GSK Consumer Healthcare, the maker of Advil, is aware of a recent correspondence in The Lancet Respiratory Medicine and comments from the French Ministry of Health that call attention to a potential hypothesis about the possibility of an association between the use of ibuprofen for treating symptoms of COVID-19 and the worsening of the virus’ outcome.
We wish to reinforce the fact that the hypothesis was an idea intended for further scientific review and evaluation – and that it may be confusing to the general public if we draw any clinical conclusions from such a hypothesis. While the hypothesis is well-intentioned, it is not backed by clinical evidence or data, and can therefore be misleading to people who are anxious about what they should and shouldn’t do in the face of the COVID-19 threat.
With that said, the editorial/hypothesis is also an important reminder that we, as healthcare professionals, have a critical role to play as we look to each other and work to make sense of the COVID-19 challenge and set a new scientific course for its treatment and management.
We are uniquely poised to be especially observant, searching for patterns or empirical insights. We can and should share ideas and inspire scientific exchange where it belongs – among clinicians and medical communities. During these frightening times, we must also be focused on education and facts, especially when data is absent. Health professionals are well-positioned to readily and reliably reinforce public messaging, manage rumors and misinformation, and help push out credible information to increase awareness and minimize confusion and fear.

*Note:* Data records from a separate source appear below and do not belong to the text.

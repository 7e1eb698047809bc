use crate::domain::entities::record::{Record, SortColumn, SortKey};

#[derive(Debug, Clone, Copy, PartialEq, Eq, Hash)]
pub enum TaskStatus {
    Assigned,
    InProgress,
    Done,
}

impl TaskStatus {
    pub fn name(self) -> &'static str {
        match self {
            TaskStatus::Assigned => "Assigned",
            TaskStatus::InProgress => "In Progress",
            TaskStatus::Done => "Done",
        }
    }

    pub fn parse(text: &str) -> Option<Self> {
        match text.trim().to_uppercase().replace(' ', "_").as_str() {
            "ASSIGNED" => Some(TaskStatus::Assigned),
            "IN_PROGRESS" => Some(TaskStatus::InProgress),
            "DONE" => Some(TaskStatus::Done),
            _ => None,
        }
    }

    fn rank(self) -> i64 {
        match self {
            TaskStatus::Assigned => 0,
            TaskStatus::InProgress => 1,
            TaskStatus::Done => 2,
        }
    }
}

/// Field task handed to a volunteer.
#[derive(Debug, Clone, PartialEq, Eq)]
pub struct VolunteerTask {
    pub id: String,
    pub title: String,
    pub description: String,
    pub status: TaskStatus,
    pub due_date: String,
    pub location: String,
    pub last_update: String,
}

#[derive(Debug, Clone, Copy, PartialEq, Eq, Hash)]
pub enum TaskColumn {
    Title,
    Status,
    Location,
    Due,
}

impl SortColumn for TaskColumn {
    const ALL: &'static [Self] = &[
        TaskColumn::Title,
        TaskColumn::Status,
        TaskColumn::Location,
        TaskColumn::Due,
    ];

    fn name(self) -> &'static str {
        match self {
            TaskColumn::Title => "title",
            TaskColumn::Status => "status",
            TaskColumn::Location => "location",
            TaskColumn::Due => "due",
        }
    }
}

impl Record for VolunteerTask {
    type Column = TaskColumn;
    type Category = TaskStatus;

    fn id(&self) -> &str {
        &self.id
    }

    fn search_fields(&self) -> Vec<&str> {
        vec![self.title.as_str(), self.location.as_str()]
    }

    fn category(&self) -> TaskStatus {
        self.status
    }

    fn sort_key(&self, column: TaskColumn) -> SortKey {
        match column {
            TaskColumn::Title => SortKey::folded(&self.title),
            // workflow order, not alphabetical
            TaskColumn::Status => SortKey::Number(self.status.rank()),
            TaskColumn::Location => SortKey::folded(&self.location),
            TaskColumn::Due => SortKey::folded(&self.due_date),
        }
    }
}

We appreciate people are concerned about the use of ibuprofen and COVID-19. Our patients, families and friends need facts and guidance. While GSK will do everything we can to support further research into hypotheses that include our products, until there is evidence or medical consensus, we need to keep hypotheses in perspective and reassure people that there is no conclusive evidence that COVID-19 symptoms are worsened by ibuprofen.
Here is what we know:
A communication recently published in The Lancet Respiratory Medicine sought to summarize associations between cardiovascular diseases, diabetes, and COVID-19 observed in Wuhan. The authors suggested the disease states and medications used in their management may be associated with worse outcomes from COVID-19. The authors cited receptor modeling in an attempt to predict the ACE2 interactions of SARS-CoV-2. They hypothesize the expression of ACE2 was substantially increased in patients treated with angiotensin converting enzyme (ACE) inhibitors and angiotensin II receptor blockers (ARBs). They also implicated ibuprofen and thiazolidinediones in the upregulation of ACE2. In evaluating the link between the comorbidities and COVID-19, Fang et al made assumptions regarding pharmacological interventions. Actual treatment with ACEi or ARBs was not assessed in the 3 primary publications and this should be considered when interpreting the applicability of this information.
This theory regarding the use of nonsteroidal anti-inflammatory (NSAIDs) products specifically ibuprofen worsening COVID-19 symptoms is without clinical evidence and has caused considerable confusion and controversy within the media and on social media channels.
This is an emerging and rapidly evolving situation and because consumer safety is our foremost priority, we are closely monitoring independent statements from respected public health authorities and medical experts.
The WHO does not recommend against the use of ibuprofen and is not aware of reports of any negative effects of ibuprofen beyond the usual known side effects that limit its use in certain populations. The CDC is currently not aware of scientific evidence establishing a link between NSAIDs and worsening of COVID 19. Additionally, the majority of credentialed international health authorities continue to support the use of ibuprofen to treat the symptoms of COVID-19.
Based on the best science available to us today about ibuprofen, including its well-established safety record, we encourage physicians to confidently provide their patients with guidance about the appropriate use of ibuprofen as a fever and pain reducer.
We will continue to monitor the situation and provide you with updates as they come in. As always, we remain committed to providing balanced information about our medicines, maintaining transparency about our work, and always putting the interests of people who rely on our medicines first.